Ils savent. Ils savent qu'ils sont aussi fous qu'eux. Tout le monde le sait. Mais tout le monde fait pareil. Qu'est-ce que je fou là ?
Il me fixe du coin de l'œil. Depuis que je suis arrivé il ne me lâche pas. Il m'oppresse. Je veux lui arracher les yeux. Lui demander ce qui cloche chez lui plutôt que chez moi. Cet horrible bruit que mon crayon fait contre la table. Pourquoi je sais pas m'arrêter ? Je me lève. Il se prépare à me suivre. Je sors. Je vois Martin assit encore sur sa chaise en plastique, la tête dans ses paumes.
- Il continue.
Il se tourne vers moi. Me pointe une chaise du doigt.
- Je peux plus rester là. Ça sent la merde et la pisse de ces sortes d'âmes supérieures qui tournent autour de nous.
Il hoche la tête.
- Mais dis un truc.
Il ouvre la bouche pour aspirer puis relâcher cet air bruyamment.
- Parfois j'ai l'impression que rien ne s'arrêtera. Que le futur n'existe pas, qu'il n'y a que le présent et pourtant...
Je regarde devant moi une femme en blanc passer.
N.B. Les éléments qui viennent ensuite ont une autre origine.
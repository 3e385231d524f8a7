//! Column-aligned rendering for `spry-pkg list` and `spry-pkg info`.

use crossterm::style::Stylize;
use spry_schema::{ArtifactEntry, PackageDescriptor};

use super::theme::Theme;

pub fn print_list_header() {
    let layout = Theme::default().layout;
    let header = format!(
        "  {:<nw$} {:<vw$} {:<pw$} {}",
        "name",
        "version",
        "platform",
        "description",
        nw = layout.name_width,
        vw = layout.version_width,
        pw = layout.platform_width,
    );
    println!();
    println!("{}", header.dark_grey());
}

/// One catalog package; `platform` is what this host resolves to, if anything.
pub fn print_list_row(package: &PackageDescriptor, platform: Option<&str>) {
    let theme = Theme::default();
    let layout = &theme.layout;

    let name = format!("{:<w$}", package.name.as_str(), w = layout.name_width);
    let version = format!("{:<w$}", package.version, w = layout.version_width);
    let platform = match platform {
        Some(p) => format!("{p:<w$}", w = layout.platform_width).with(theme.colors.secondary),
        None => format!("{:<w$}", "unsupported", w = layout.platform_width)
            .with(theme.colors.warning),
    };

    println!(
        "  {} {} {} {}",
        name.with(theme.colors.package_name),
        version.with(theme.colors.version),
        platform,
        package.description.as_str().with(theme.colors.secondary)
    );
}

pub fn print_list_footer(count: usize, host: &str) {
    println!();
    println!("{}", format!("  {count} packages, host {host}").dark_grey());
}

/// Artifact matrix for `info`; `selected` marks the row this host resolves to.
pub fn print_artifacts(entries: &[ArtifactEntry], selected: Option<&ArtifactEntry>) {
    let theme = Theme::default();

    for entry in entries {
        let marker = if selected.is_some_and(|s| std::ptr::eq(s, entry)) {
            theme.icons.active.with(theme.colors.success)
        } else {
            theme.icons.pending.with(theme.colors.secondary)
        };
        println!(
            "  {marker} {:<pw$} {:<15} {} {}",
            entry.platform(),
            entry.format.as_str(),
            entry.binary_name.as_str().with(theme.colors.package_name),
            format!("<- {}", entry.source).with(theme.colors.secondary),
            pw = theme.layout.platform_width,
        );
        println!(
            "    {} {}",
            format!("{}:{}", entry.checksum.algorithm().as_str(), entry.checksum.short())
                .with(theme.colors.secondary),
            entry.url.as_str().with(theme.colors.secondary)
        );
    }
}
- Pourtant le passé a condamné mon futur. Comment on fait pour s'en sortir ?
Il hausse les épaules.
- Comment tu fais pour oublier les familles qui te détestent maintenant ? Et les regards des enfants qui prennent peur ? Moi ça me détruit et rien n'arrive à changer. Je suis bloqué. Ça me désespère.
Martin me fixe. Il déteste parler de lui ainsi. Pour lui, tout est injuste du moment où on le juge à cause de l'amour qu'il porte.
- Je sais. Tout le monde me dit d'écrire et d'arrêter de parler. Mais j'arrive pas. Je fais des fautes d'orthographe. Je le sais. Personne me corrige. Ça m'angoisse, faut que je parle sinon ça va plus. Déjà là...
Je lui montre mes mains qui tremblent. Je regarde autour de nous.
- Il ne me suit plus mais je peux rester dans cet état de longues minutes qui se transforment en heure. Tu me trouves fou ?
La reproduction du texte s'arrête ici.